Die Rechnung für das milliardenschwere Kriegsgerät wird die Ukraine noch bekommen. Auch das werden die Europäer wohl zahlen, so wie es aussieht. Und dann werden die Konservativen bzw. Liberalen wieder ankommen und Sparprogramme auflegen. Eben so wie immer.
Man muss nur mal Marco Bülow in seinem podcast Lobbyland zuhören. So wird die Demokratie vor aller Augen missbraucht.
KK
4. Oktober 2022 @ 17:17
“…der frühere Komiker…”?
Selenskyi ist doch immer noch ein Komiker (und Schauspieler) in seinem dauernden Khaki-Shirt, mit seinen Phrasen und 180-Grad-Meinungswechseln – nur ist er eben überhaupt nicht mehr lustig! Und opfert so tausende seiner Landsleute, und nicht nur die:
Auf der ganzen Welt wird es hunderttausende “Kollateralschäden” geben, wenn in ärmeren Ländern die Menschen an Hunger und Krankheiten sterben, weil die reichen Länder ihnen im Mangel und eigener Verblendung, Putin und Russland unbedingt “ruinieren” zu wollen, alles wegkaufen bzw. die russischen Waren “einfrieren”.
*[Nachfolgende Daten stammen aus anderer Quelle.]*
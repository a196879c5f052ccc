// Copyright (c) 2025 Kirky.X
//
// Licensed under the MIT License
// See LICENSE file in the project root for full license information.

use crate::domain::services::venue_service::VenueQuery;
use serde::Deserialize;

/// `GET /api/public/venues` 查询参数
#[derive(Debug, Default, Deserialize)]
pub struct PublicVenueQuery {
    pub id: Option<String>,
    pub url_name: Option<String>,
    pub lat: Option<String>,
    pub lon: Option<String>,
    pub distance: Option<String>,
}

impl From<PublicVenueQuery> for VenueQuery {
    fn from(query: PublicVenueQuery) -> Self {
        Self {
            id: query.id,
            url_name: query.url_name,
            lat: query.lat,
            lon: query.lon,
            distance: query.distance,
        }
    }
}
Nein, das ist alles überhaupt nicht mehr lustig!
Inana
4. Oktober 2022 @ 19:13
Dass Regime Change im Kreml das Ziel ist, wissen wir seit Bidens Rede in Warschau. Und jetzt wird es noch mal bestätigt, denn Selenskyj wird nichts machen, was nicht mit den USA abgestimmt ist.
Seltsamerweise ist die Berichterstattung in den USA trotzdem kritischer als bei uns, wo ja nur noch Kriegsrausch herrscht. Dass die EU sich als Verhandlungsmacht rausgenommen hat stimmt. Allerdings hat man auch nicht den Eindruck, dass sie es sein wollte.